Saturday, July 19, 2008

Why FDR is the Coolest: a Fable

The subject of the Federal Work programs of the 1930's has come up a couple of times this week, and I thought I would celebrate it here, because it was a rare moment in American history and gives me hope about the future of the arts in this country.
Once upon a time, the country was awash in prosperity at the hands of a new fangled invention: the stock market. For reasons that have nothing to do with the arts, the market crashed and plunged the country into a great depression - the Great Depression, in fact. Bread lines. Extreme poverty. Former millionaires jumping out of skyscrapers. The president pretended there wasn't actually a problem, and soon, he wasn't president anymore. The new president had all these great plans to get the country out of this terrible depression, most of which congress wanted no part of. However, one plan, the Federal Work Project, that went through for a glorious few years. FDR thought it was not only silly, but bad for America for violists to build roads, or dancers to work at Woolworths, so he established various federally funded arts organizations (the Federal Theatre project, being one) to get artists working doing art. Sculptors sculpted statutes. Musicians played symphonies. Actors acted in plays. It was a beautiful thing.

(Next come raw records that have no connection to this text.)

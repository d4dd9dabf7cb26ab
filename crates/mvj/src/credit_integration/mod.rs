//! Credit decisions fetched from an external credit bureau.

pub mod bureau;
pub mod domain;
pub mod repository;
pub mod router;
pub mod service;

pub use bureau::{bureau_from_config, BureauError, CreditBureau, HttpCreditBureau, MockCreditBureau};
pub use domain::{CreditDecision, CreditDecisionLog, CreditDecisionStatus};
pub use repository::CreditIntegrationRepository;
pub use router::credit_integration_router;
pub use service::CreditIntegrationService;

use crate::http::ApiError;
use crate::store::RepositoryError;

#[derive(Debug, Clone, PartialEq, Eq, thiserror::Error)]
pub enum CreditIntegrationError {
    #[error("'{0}' is not a valid business id")]
    InvalidBusinessId(String),
    #[error("either business_id or identity_number is required")]
    MissingIdentification,
    #[error("either business_id or customer_id is required")]
    MissingFilter,
    #[error("credit bureau url is not configured")]
    BureauNotConfigured,
    #[error(transparent)]
    Bureau(#[from] BureauError),
    #[error(transparent)]
    Repository(#[from] RepositoryError),
}

impl From<CreditIntegrationError> for ApiError {
    fn from(value: CreditIntegrationError) -> Self {
        match value {
            CreditIntegrationError::Repository(err) => err.into(),
            CreditIntegrationError::Bureau(err) => ApiError::BadGateway(err.to_string()),
            CreditIntegrationError::BureauNotConfigured => ApiError::Internal(value.to_string()),
            other => ApiError::BadRequest(other.to_string()),
        }
    }
}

But like so many beautiful things, it had to be stomped to death. Wasn't this just like communism? And what were these plays and sculptures and symphonies really about? Were they really proper American work, or red-commie-propaganda? No one really wanted to know the answer so, it all stopped.
Democrats have been paying for that glorious moment in the early 30's and in the mid-sixties, when liberal became associated with terrible things. Like free art, equal protection under the law, and, worst of all, government subsidy.